Can Medical Marijuana Help Individuals with Autism?
June 12, 2019
As marijuana (or cannabis) continues to gain mainstream acceptance to treat various medical conditions, there has been an increase in both interest in and use of medical marijuana to treat the symptoms of autism.
While people with autism in New Jersey may take medical marijuana to treat other conditions (such as seizures/epilepsy), autism alone is not currently an approved medical condition under the state’s Medicinal Marijuana Program because benefit has not been scientifically demonstrated. Several other states are on a growing list of those that do authorize medical marijuana for autism treatment.
Under New Jersey’s program, marijuana is approved to treat a variety of other physical and mental health conditions, including chronic pain related to musculoskeletal disorders, Tourette’s Syndrome, migraine, anxiety, opioid-use disorder, and inflammatory bowel disease. It is also approved for conditions such as seizure disorder and PTSD when a person’s condition is resistant to or they are intolerant of conventional treatment.
Marijuana is used for medical and recreational purposes for the effects of cannabinoids, chemical compounds within the plant that produce the effects associated with marijuana. There are more than 100 cannabinoids, the most prevalent being Tetrahydrocannabinol (THC) and Cannabidiol (CBD). THC is psychoactive and is known as the chemical within marijuana that creates a “high.” CBD is non-psychoactive but produces other effects within the body.
Increasing Interest in Cannabis as Treatment for Autism
Interest in cannabis as a treatment for autism came about in part following research studies in Israel of the effectiveness of CBD for the treatment of epilepsy. Although the evidence has been only anecdotal, parents whose children were being treated with CBD with an additional diagnosis of autism reported seeing improvements in their children’s behavior. Empirical studies are needed to establish a clear connection between CBD and behavior changes.
Several Israeli researchers conducted a follow-up study to further evaluate cannabis treatment for the symptoms of autism. A report describing the study’s results was published in January 2019 in the online journal, Scientific Reports. Among the symptoms that medical marijuana is purported to improve are seizures, tics, “rage attacks,” and restlessness. However, the researchers cautioned that the study could not definitely show that cannabis treatment led to improvement of symptoms, and stated: “While this study suggests that cannabis treatment is safe and can improve ASD symptoms and improve ASD patient’s quality of life, we believe that double-blind placebo-controlled trials are crucial for a better understanding of the cannabis effect on ASD patients.”
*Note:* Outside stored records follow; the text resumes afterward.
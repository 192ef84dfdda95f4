use std::fs::File;
use std::io::Write;
use std::path::{Path, PathBuf};

use anyhow::{Context, Result};
use chrono::Utc;
use rust_xlsxwriter::Workbook;
use tracing::{info, warn};

use crate::cli::ExportFormat;
use crate::error::PipelineError;
use crate::model::{ExportRow, ExtractedRecord, FormRecord};
use crate::pipeline::batch::{InputDocument, OutputSink};
use crate::pipeline::form::{FormSink, fill_form};
use crate::pipeline::store::CardStore;
use crate::util::{ensure_directory, write_json_pretty};

const UTF8_BOM: &[u8] = b"\xEF\xBB\xBF";

/// Collects one flat row per document and writes the export files at the end
/// of the batch.
pub struct ExportSink {
    output_dir: PathBuf,
    format: ExportFormat,
    rows: Vec<ExportRow>,
}

impl ExportSink {
    pub fn new(output_dir: &Path, format: ExportFormat) -> Self {
        Self {
            output_dir: output_dir.to_path_buf(),
            format,
            rows: Vec::new(),
        }
    }

    pub fn rows(&self) -> &[ExportRow] {
        &self.rows
    }
}

impl OutputSink for ExportSink {
    fn mode(&self) -> &'static str {
        "export"
    }

    fn accept(
        &mut self,
        _document: &InputDocument,
        record: &ExtractedRecord,
        _form: &FormRecord,
    ) -> Result<(), PipelineError> {
        self.rows.push(ExportRow::from(record));
        Ok(())
    }

    fn finish(&mut self) -> Result<Vec<String>> {
        if self.rows.is_empty() {
            warn!("no records to export");
            return Ok(Vec::new());
        }

        ensure_directory(&self.output_dir)?;
        let stamp = Utc::now().format("%Y%m%d_%H%M%S").to_string();
        let mut outputs = Vec::new();

        if self.format.includes_csv() {
            let path = self.output_dir.join(format!("specifications_{stamp}.csv"));
            write_csv(&path, &self.rows)?;
            info!(path = %path.display(), rows = self.rows.len(), "wrote csv export");
            outputs.push(path.display().to_string());
        }

        if self.format.includes_excel() {
            let path = self.output_dir.join(format!("specifications_{stamp}.xlsx"));
            write_excel(&path, &self.rows)?;
            info!(path = %path.display(), rows = self.rows.len(), "wrote excel export");
            outputs.push(path.display().to_string());
        }

        if self.format.includes_json() {
            let path = self.output_dir.join(format!("specifications_{stamp}.json"));
            write_json_pretty(&path, &self.rows)?;
            info!(path = %path.display(), rows = self.rows.len(), "wrote json export");
            outputs.push(path.display().to_string());
        }

        Ok(outputs)
    }
}

fn write_csv(path: &Path, rows: &[ExportRow]) -> Result<()> {
    let mut file = File::create(path)
        .with_context(|| format!("failed to create csv file: {}", path.display()))?;
    // Spreadsheet applications need the BOM to detect UTF-8.
    file.write_all(UTF8_BOM)
        .with_context(|| format!("failed to write csv file: {}", path.display()))?;

    let mut writer = csv::Writer::from_writer(file);
    for row in rows {
        writer
            .serialize(row)
            .with_context(|| format!("failed to write csv row: {}", path.display()))?;
    }
    writer
        .flush()
        .with_context(|| format!("failed to flush csv file: {}", path.display()))?;

    Ok(())
}

fn write_excel(path: &Path, rows: &[ExportRow]) -> Result<()> {
    let Some(first) = rows.first() else {
        return Ok(());
    };

    let mut workbook = Workbook::new();
    let worksheet = workbook.add_worksheet();
    worksheet
        .set_name("Specifications")
        .context("failed to name export worksheet")?;
    worksheet
        .serialize_headers(0, 0, first)
        .context("failed to write excel header row")?;
    for row in rows {
        worksheet
            .serialize(row)
            .with_context(|| format!("failed to write excel row: {}", path.display()))?;
    }

    workbook
        .save(path)
        .with_context(|| format!("failed to save excel file: {}", path.display()))?;

    Ok(())
}

/// Enters each card into the form application and regenerates its document.
pub struct FormFillSink<S: FormSink> {
    form: S,
    outputs: Vec<String>,
}

impl<S: FormSink> FormFillSink<S> {
    pub fn new(form: S) -> Self {
        Self {
            form,
            outputs: Vec::new(),
        }
    }
}

impl<S: FormSink> OutputSink for FormFillSink<S> {
    fn mode(&self) -> &'static str {
        "fill"
    }

    fn accept(
        &mut self,
        document: &InputDocument,
        _record: &ExtractedRecord,
        form: &FormRecord,
    ) -> Result<(), PipelineError> {
        self.form.new_card()?;
        let writes = fill_form(&mut self.form, form)?;
        let output = self.form.regenerate(&document.stem)?;
        info!(file = %document.file_name, writes, output = %output.display(), "card filled");
        self.outputs.push(output.display().to_string());
        Ok(())
    }

    fn finish(&mut self) -> Result<Vec<String>> {
        Ok(std::mem::take(&mut self.outputs))
    }
}

/// Saves each card into the card store.
pub struct StoreSink {
    store: CardStore,
    keys: Vec<String>,
}

impl StoreSink {
    pub fn new(store: CardStore) -> Self {
        Self {
            store,
            keys: Vec::new(),
        }
    }

    pub fn store(&self) -> &CardStore {
        &self.store
    }
}

impl OutputSink for StoreSink {
    fn mode(&self) -> &'static str {
        "import"
    }

    fn accept(
        &mut self,
        document: &InputDocument,
        record: &ExtractedRecord,
        form: &FormRecord,
    ) -> Result<(), PipelineError> {
        let key = self
            .store
            .upsert_card(record, form, &document.sha256)
            .map_err(|err| PipelineError::Output(format!("{err:#}")))?;
        info!(file = %document.file_name, card_no = %key, "card saved");
        self.keys.push(key);
        Ok(())
    }

    fn finish(&mut self) -> Result<Vec<String>> {
        Ok(std::mem::take(&mut self.keys))
    }
}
While Israel has been leading the research, a controlled study is currently underway in the United States. A clinical trial under the direction of Dr. Eric Hollander at Montefiore Medical Center in New York began in April 2019, and is expected to be completed in September 2021. The study, Cannabidivarin (CBDV) vs. Placebo in Children with Autism Spectrum Disorder (ASD), is funded by the U.S. Department of Defense and is the first clinical trial of its kind in the United States.
A 2018 Newsweek article exploring the research in Israel and describing some families’ experiences summarizes the scope and intent of Hollander’s study:
“Hollander’s patients are receiving a treatment that contains neither THC [a psychoactive component of some strains of marijuana that produces a “high”] nor CBD. They will receive pure cannabidivarin, or CBDV, a cannabinoid derived from the cannabis plant that is very similar in chemical makeup to CBD. It also has a similar track record to CBD in terms of medical application. In studies among patients with epilepsy, CBDV has also been effective in reducing seizures.
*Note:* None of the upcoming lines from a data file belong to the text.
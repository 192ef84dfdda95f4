pub mod extract;
pub mod fill;
pub mod import;
pub mod show;
pub mod status;

use std::fs;
use std::path::{Path, PathBuf};

use anyhow::{Context, Result};
use chrono::Utc;
use tracing::info;

use crate::cli::{InputFormat, PipelineArgs};
use crate::model::BatchRunManifest;
use crate::pipeline::{
    BatchReport, BatchRunner, FieldExtractor, FormMapper, LookupTable, OutputSink,
    PdftotextSource, PlainTextSource, RecordEnricher, TextSource,
};
use crate::settings::Settings;
use crate::util::{now_utc_string, utc_compact_string, write_json_pretty};

pub(crate) fn default_db_path(output_dir: &Path) -> PathBuf {
    output_dir.join("cards.sqlite")
}

pub(crate) fn manifest_dir(output_dir: &Path) -> PathBuf {
    output_dir.join("manifests")
}

/// Resolves configuration, runs the batch through `sink` and records the run
/// manifest. A lookup table that cannot be loaded stops the run before any
/// document is read.
pub(crate) fn run_batch(args: &PipelineArgs, sink: &mut dyn OutputSink) -> Result<BatchReport> {
    let started_ts = Utc::now();
    let started_at = now_utc_string();
    let run_id = format!("run-{}", utc_compact_string(started_ts));

    let settings = Settings::load(args.settings.as_deref())?;
    let prepared_by = settings.resolve_preparer(&args.prepared_by)?;

    let source: Box<dyn TextSource> = match args.input_format {
        InputFormat::Pdf => Box::new(PdftotextSource {
            max_pages: args.max_pages_per_doc,
            ..PdftotextSource::default()
        }),
        InputFormat::Text => Box::new(PlainTextSource),
    };

    let enricher = match &args.lookup_table {
        Some(path) => {
            let table = LookupTable::open(path).context("enrichment setup failed")?;
            let columns = settings
                .enrichment_columns
                .clone()
                .unwrap_or_else(RecordEnricher::default_columns);
            RecordEnricher::new(Box::new(table), columns)
        }
        None => RecordEnricher::disabled(),
    };

    let extractor = FieldExtractor::new(args.capture_mode)?;
    let mapper = match &args.issue_date {
        Some(date) => FormMapper::new(date.clone()),
        None => FormMapper::today(),
    };

    info!(
        run_id = %run_id,
        input_dir = %args.input_dir.display(),
        prepared_by = %prepared_by,
        capture_mode = extractor.mode().as_str(),
        enrichment = %enricher.source_description().unwrap_or_else(|| "off".to_string()),
        "starting run"
    );

    let runner = BatchRunner {
        source: source.as_ref(),
        extractor: &extractor,
        enricher: &enricher,
        mapper: &mapper,
    };
    let report = runner.process_all(&args.input_dir, &prepared_by, sink)?;

    let manifest = BatchRunManifest {
        manifest_version: 1,
        run_id,
        mode: sink.mode().to_string(),
        started_at,
        finished_at: now_utc_string(),
        input_dir: args.input_dir.display().to_string(),
        prepared_by,
        enrichment_source: enricher.source_description(),
        input_count: report.summary.success + report.summary.failed,
        success: report.summary.success,
        failed: report.summary.failed,
        failures: report.summary.failures.clone(),
        inputs: report.inputs.clone(),
        outputs: report.outputs.clone(),
    };
    let manifest_path = manifest_dir(&args.output_dir).join(format!(
        "{}_run_{}.json",
        sink.mode(),
        utc_compact_string(started_ts)
    ));
    write_json_pretty(&manifest_path, &manifest)?;
    info!(path = %manifest_path.display(), "wrote run manifest");

    info!(
        success = report.summary.success,
        failed = report.summary.failed,
        "run summary"
    );

    Ok(report)
}

pub(crate) fn latest_manifest(output_dir: &Path) -> Result<Option<BatchRunManifest>> {
    let dir = manifest_dir(output_dir);
    if !dir.exists() {
        return Ok(None);
    }

    let mut candidates = Vec::new();
    for entry in fs::read_dir(&dir).with_context(|| format!("failed to read {}", dir.display()))? {
        let entry = entry.with_context(|| format!("failed to read entry in {}", dir.display()))?;
        let path = entry.path();
        let is_json = path
            .extension()
            .and_then(|ext| ext.to_str())
            .map(|ext| ext.eq_ignore_ascii_case("json"))
            .unwrap_or(false);
        if is_json {
            let modified = entry
                .metadata()
                .and_then(|metadata| metadata.modified())
                .with_context(|| format!("failed to inspect {}", path.display()))?;
            candidates.push((modified, path));
        }
    }

    let Some((_, path)) = candidates.into_iter().max_by_key(|(modified, _)| *modified) else {
        return Ok(None);
    };

    let raw = fs::read(&path).with_context(|| format!("failed to read {}", path.display()))?;
    let manifest = serde_json::from_slice(&raw)
        .with_context(|| format!("failed to parse {}", path.display()))?;
    Ok(Some(manifest))
}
The U.S. Department of Defense is funding Hollander’s study. After realizing that military families with autistic children struggle with relocation and placement in remote locations, the department began an active program on autism research. A cannabis grower based in London is providing the drug, administered in capsule form. The goal of his study is to see if CBDV alone can combat the core symptoms of autism.”
The results of the U.S. study are still pending and research has yet to establish effectiveness for autism. We recommend those considering medical marijuana to proceed with caution.
As with other treatments that need additional research, Autism New Jersey encourages families to consult with their son or daughter’s treating physician to discuss the potential benefits and risks.
For medical professionals and others, we suggest reviewing the American Academy of Pediatrics’ article: Ethical Implications for Providers Regarding Cannabis Use in Children With Autism Spectrum Disorders.
Cannabis: A plant that contains two species, hemp and marijuana.
Cannabinoids: Chemicals contained in cannabis. There are more than 100, including two used as key ingredients for medical or therapeutic purposes, CBD and THC.
Cannabidiol (CBD) is “non-psychoactive.” It does not alter mood, awareness or behavior.
THC is “psychoactive” and produces the “high” people feel when they smoke marijuana or eat foods containing it.